Well, today, my fourth post-op physical therapy appointment, my physical therapist said my muscles were the loosest they have ever been since I have been seeing her, which was about 5 months in 2010 and now. That is amazing, and I was elated. Last year, when we were all perplexed at was wrong with me, my muscles would get better and worse, and worse and better. My hopes got up and hopes got crushed, until finally they were deleted altogether, and I just stopped going, as it was no help.
My discs were out of place and no amount of physical therapy and no splint on earth would fix me. Surgery was the only option.
Now I have had the surgery. It has been a month. My muscles are finally starting to behave and my pain is slowly, but surely, retreating. The pain has won many battles with me. Pain was actually undefeated. But, with the help of the surgery, and the help of prayers, healing is making a late comeback, and right now, it looks like it may win the war.
Even though physically I am doing great—honestly I am almost certain I am ahead of what is to be expected—I still am extremely overwhelmed and daunted by the scope of the recovery, 8-15 more months of not chewing. Originally, I thought that this would be easier, since I would be getting better, and I had already gone without chewing for a year and a few months while getting worse. But, I am still having a hard time not being “normal” and finding the strength to force myself to perform the duty of taking in calories.
I am not sure if time is passing by quickly or slowly. I really think it is just… passing. I just know that 8 months seems like forever right now and 15 months to 2 years seems like an eternity.

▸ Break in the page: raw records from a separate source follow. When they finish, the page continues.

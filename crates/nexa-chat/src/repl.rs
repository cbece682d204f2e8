// nexa-chat/crates/nexa-chat/src/repl.rs

//! Line-oriented terminal front end. Each loop iteration renders the current
//! screen, reads one command and hands it to the controller.

use anyhow::Result;
use std::sync::Arc;
use tokio::io::{AsyncBufReadExt, BufReader, Lines, Stdin};
use tracing::{debug, info};

use crate::bridge::{is_error_reply, ChatBridge};
use crate::config::Config;
use crate::controller::conversation::CLEAR_PROMPT;
use crate::controller::{
    AppController, CharacterDraft, Conversation, ProfileTab, Screen, DELETE_PROMPT, LOGOUT_PROMPT,
};
use crate::store::{AppStore, Attachment, CharacterView, FileKeyValueStore, PersistentStore, Role};
use crate::utils::TextUtils;

enum Flow {
    Continue,
    Quit,
}

pub struct Repl {
    controller: AppController,
    bridge: Arc<ChatBridge>,
    lines: Lines<BufReader<Stdin>>,
    conversation: Option<Conversation>,
    listing: Vec<String>,
}

pub async fn run(config: Config) -> Result<()> {
    let kv = FileKeyValueStore::open(&config.data_dir)?;
    let store = Arc::new(AppStore::open(PersistentStore::new(Arc::new(kv))));
    let controller = AppController::bootstrap(store);
    let bridge = Arc::new(ChatBridge::from_config(&config));
    info!("Data directory: {}", config.data_dir.display());
    if !config.has_api_key() {
        println!("No API key configured: set GEMINI_API_KEY or characters will not answer.");
    }

    let mut repl = Repl {
        controller,
        bridge,
        lines: BufReader::new(tokio::io::stdin()).lines(),
        conversation: None,
        listing: Vec::new(),
    };
    repl.run().await
}

impl Repl {
    async fn run(&mut self) -> Result<()> {
        println!("Nexa Chat. Type 'help' for commands on any screen.");
        loop {
            let screen = self.controller.screen();
            self.sync_conversation(&screen)?;
            self.render(&screen);

            if matches!(screen, Screen::Create | Screen::Edit(_)) {
                if let Flow::Quit = self.on_form(&screen).await? {
                    break;
                }
                continue;
            }

            let Some(line) = self.read_line("> ").await? else {
                break;
            };
            let line = line.trim().to_string();
            if line.is_empty() {
                continue;
            }
            if let Flow::Quit = self.dispatch(&screen, &line).await? {
                break;
            }
        }
        println!("Bye.");
        Ok(())
    }

    async fn read_line(&mut self, prompt: &str) -> Result<Option<String>> {
        use std::io::Write;
        print!("{}", prompt);
        std::io::stdout().flush()?;
        Ok(self.lines.next_line().await?)
    }

    async fn ask_yes_no(&mut self, prompt: &str) -> Result<bool> {
        let answer = self.read_line(&format!("{} [y/N] ", prompt)).await?;
        Ok(matches!(answer.as_deref().map(str::trim), Some("y" | "Y" | "yes")))
    }

    /// Keep exactly one open conversation, matching the chat screen.
    fn sync_conversation(&mut self, screen: &Screen) -> Result<()> {
        match screen {
            Screen::Chat(view) => {
                let current = self.conversation.as_ref().map(|c| c.character().id.clone());
                if current.as_deref() != Some(view.character.id.as_str()) {
                    self.conversation = Some(self.controller.open_conversation(self.bridge.clone())?);
                    debug!("Opened conversation with {}", view.character.name);
                }
            }
            _ => self.conversation = None,
        }
        Ok(())
    }

    fn render(&mut self, screen: &Screen) {
        match screen {
            Screen::Auth { error } => {
                println!("\n== Sign in ==");
                if let Some(error) = error {
                    println!("! {}", error);
                }
                println!("login <email> <password> | register <email> <username> <password> | quit");
            }
            Screen::Home => {
                let feed = self.controller.feed();
                println!(
                    "\n== Home == ({} unread notifications)",
                    self.controller.unread_count()
                );
                if !self.controller.search_query().is_empty() {
                    println!("search: {}", self.controller.search_query());
                }
                self.print_listing(&feed);
            }
            Screen::Chat(view) => {
                println!("\n== {} == {}", view.character.name, view.character.tagline);
                if let Some(conversation) = &self.conversation {
                    for (i, message) in conversation.messages().iter().enumerate() {
                        let who = match message.role {
                            Role::User => "you",
                            Role::Model => view.character.name.as_str(),
                        };
                        let marker = if is_error_reply(&message.text) { " !" } else { "" };
                        let edited = if message.is_edited { " (edited)" } else { "" };
                        println!("[{}] {}{}: {}{}", i + 1, who, marker, message.text, edited);
                    }
                }
            }
            Screen::Create => println!("\n== New character =="),
            Screen::Profile => {
                let user = self.controller.current_user().map(|u| u.username.clone()).unwrap_or_default();
                let stats = self.controller.profile_stats();
                println!(
                    "\n== {} == {} characters, {} likes, tab: {:?}",
                    user, stats.characters, stats.likes, self.controller.profile_tab()
                );
                let mine = self.controller.profile_characters();
                self.print_listing(&mine);
            }
            Screen::Edit(view) => println!("\n== Editing {} ==", view.character.name),
        }
    }

    fn print_listing(&mut self, views: &[CharacterView]) {
        self.listing = views.iter().map(|v| v.character.id.clone()).collect();
        for (i, view) in views.iter().enumerate() {
            let c = &view.character;
            let badge = match (view.is_author, c.is_public) {
                (true, false) => " [private]",
                (true, true) => " [mine]",
                _ => "",
            };
            println!(
                "{:>2}. {}{} - {} ({} chats)",
                i + 1,
                c.name,
                badge,
                TextUtils::truncate_with_ellipsis(&c.tagline, 60),
                c.chat_count
            );
        }
    }

    /// Resolve a 1-based listing index or a raw id.
    fn pick(&self, arg: &str) -> Option<String> {
        match arg.parse::<usize>() {
            Ok(n) if n >= 1 => self.listing.get(n - 1).cloned(),
            _ if !arg.is_empty() => Some(arg.to_string()),
            _ => None,
        }
    }

    async fn dispatch(&mut self, screen: &Screen, line: &str) -> Result<Flow> {
        let (command, rest) = line.split_once(' ').unwrap_or((line, ""));
        let rest = rest.trim();
        if command == "quit" || command == "/quit" {
            return Ok(Flow::Quit);
        }

        match screen {
            Screen::Auth { .. } => self.on_auth(command, rest),
            Screen::Home => self.on_home(command, rest).await?,
            Screen::Chat(_) => self.on_chat(line).await?,
            Screen::Create | Screen::Edit(_) => {}
            Screen::Profile => self.on_profile(command, rest).await?,
        }
        Ok(Flow::Continue)
    }

    fn on_auth(&mut self, command: &str, rest: &str) {
        let args: Vec<&str> = rest.split_whitespace().collect();
        let result = match (command, args.as_slice()) {
            ("login", [email, password]) => self.controller.login(email, password),
            ("register", [email, username, password]) => {
                self.controller.register(email, username, password)
            }
            _ => {
                println!("login <email> <password> | register <email> <username> <password> | quit");
                return;
            }
        };
        if let Err(e) = result {
            debug!("Authentication failed: {}", e);
        }
    }

    async fn on_home(&mut self, command: &str, rest: &str) -> Result<()> {
        match command {
            "search" => self.controller.set_search_query(rest),
            "open" => match self.pick(rest) {
                Some(id) => report(self.controller.select_character(&id)),
                None => println!("open <number>"),
            },
            "create" => self.controller.open_create(),
            "profile" => self.controller.open_profile(),
            "notifications" => {
                for n in self.controller.notifications() {
                    let dot = if n.is_read { " " } else { "*" };
                    println!("{} [{}] {} ({}): {}", dot, n.kind.label(), n.title, n.date, n.message);
                }
            }
            "read" => report(self.controller.mark_all_notifications_read()),
            "logout" => self.logout().await?,
            _ => println!(
                "search <text> | open <n> | create | profile | notifications | read | logout | quit"
            ),
        }
        Ok(())
    }

    async fn logout(&mut self) -> Result<()> {
        let yes = self.ask_yes_no(LOGOUT_PROMPT).await?;
        report(self.controller.logout(&|_: &str| yes));
        Ok(())
    }

    async fn on_chat(&mut self, line: &str) -> Result<()> {
        let Some(conversation) = self.conversation.as_ref() else {
            self.controller.back_from_chat();
            return Ok(());
        };

        let (command, rest) = line.split_once(' ').unwrap_or((line, ""));
        match command {
            "/back" => self.controller.back_from_chat(),
            "/regen" => {
                if let Err(e) = conversation.regenerate().await {
                    println!("! {}", e);
                }
            }
            "/edit" => {
                let (index, text) = rest.split_once(' ').unwrap_or((rest, ""));
                let messages = conversation.messages();
                match index.parse::<usize>().ok().and_then(|n| messages.get(n.wrapping_sub(1))) {
                    Some(message) => {
                        if let Err(e) = conversation.edit_message(&message.id, text.trim()) {
                            println!("! {}", e);
                        }
                    }
                    None => println!("/edit <message number> <new text>"),
                }
            }
            "/image" => {
                let (url, text) = rest.split_once(' ').unwrap_or((rest, ""));
                if url.is_empty() {
                    println!("/image <url> [text]");
                } else if let Err(e) = conversation.send(text, Some(Attachment::image(url))).await {
                    println!("! {}", e);
                }
            }
            "/wallpaper" => {
                let url = match rest.trim() {
                    "" | "none" => None,
                    url => Some(url.to_string()),
                };
                if let Err(e) = conversation.set_wallpaper(url) {
                    println!("! {}", e);
                }
            }
            "/clear" => {
                let yes = self.ask_yes_no(CLEAR_PROMPT).await?;
                if let Some(conversation) = self.conversation.as_ref() {
                    if let Err(e) = conversation.clear(&|_: &str| yes).await {
                        println!("! {}", e);
                    }
                }
            }
            "/help" | "help" => {
                println!("<text> | /image <url> [text] | /edit <n> <text> | /regen | /clear | /wallpaper <url|none> | /back | /quit")
            }
            _ => {
                if let Err(e) = conversation.send(line, None).await {
                    println!("! {}", e);
                }
            }
        }
        Ok(())
    }

    async fn on_profile(&mut self, command: &str, rest: &str) -> Result<()> {
        match command {
            "tab" => match rest {
                "public" => self.controller.set_profile_tab(ProfileTab::Public),
                "private" => self.controller.set_profile_tab(ProfileTab::Private),
                _ => println!("tab public|private"),
            },
            "edit" | "delete" | "publish" | "open" => {
                let Some(id) = self.pick(rest) else {
                    println!("{} <number>", command);
                    return Ok(());
                };
                match command {
                    "edit" => report(self.controller.edit_character(&id)),
                    "publish" => report(self.controller.toggle_publish(&id)),
                    "open" => report(self.controller.select_character(&id)),
                    _ => {
                        let yes = self.ask_yes_no(DELETE_PROMPT).await?;
                        report(self.controller.delete_character(&id, &|_: &str| yes));
                    }
                }
            }
            "home" => self.controller.open_home(),
            "create" => self.controller.open_create(),
            "logout" => self.logout().await?,
            _ => println!(
                "tab public|private | open <n> | edit <n> | publish <n> | delete <n> | create | home | logout | quit"
            ),
        }
        Ok(())
    }

    /// Walk the form fields. A blank name on a new character cancels; on an
    /// edit, blank answers keep the current value and visibility is left to
    /// the profile's `publish` command.
    async fn on_form(&mut self, screen: &Screen) -> Result<Flow> {
        let mut draft = match screen {
            Screen::Edit(view) => CharacterDraft::from_character(&view.character),
            _ => CharacterDraft::default(),
        };
        let editing = draft.id.is_some();

        for label in FORM_FIELDS {
            let current = form_field(&mut draft, label).clone();
            let hint = if current.is_empty() {
                String::new()
            } else {
                format!(" [{}]", TextUtils::truncate_with_ellipsis(&current, 40))
            };
            let Some(answer) = self.read_line(&format!("{}{}: ", label, hint)).await? else {
                return Ok(Flow::Quit);
            };
            let answer = answer.trim();
            if answer == "cancel" || (label == "Name" && answer.is_empty() && !editing) {
                self.controller.cancel_form();
                return Ok(Flow::Continue);
            }
            if !answer.is_empty() {
                *form_field(&mut draft, label) = answer.to_string();
            }
        }
        if !editing {
            draft.is_public = self.ask_yes_no("Make it public?").await?;
        }

        if let Err(e) = self.controller.save_character(draft) {
            println!("! {}", e);
            self.controller.cancel_form();
        }
        Ok(Flow::Continue)
    }
}

const FORM_FIELDS: [&str; 5] = ["Name", "Tagline", "Description", "System instruction", "Avatar URL"];

fn form_field<'a>(draft: &'a mut CharacterDraft, label: &str) -> &'a mut String {
    match label {
        "Name" => &mut draft.name,
        "Tagline" => &mut draft.tagline,
        "Description" => &mut draft.description,
        "System instruction" => &mut draft.system_instruction,
        _ => &mut draft.avatar_url,
    }
}

fn report<T, E: std::fmt::Display>(result: std::result::Result<T, E>) {
    if let Err(e) = result {
        println!("! {}", e);
    }
}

all my thoughts are with you Kim!! even if there is an ocean between us... ^^ lots of love!! bisous ! Stéphanie
ReplyDeleteSounds like you are headed in the right direction. Glad it is going better for you. I know what you mean about pain. It has a way of dragging you down to the lowest level. It is all consuming. Too bad it takes up most of your life, when you have it. How can you think of anything else. Sometimes mind over matter doesn't work when you are in pain. The future will be bright now and you can become the best, that God has in mind for you.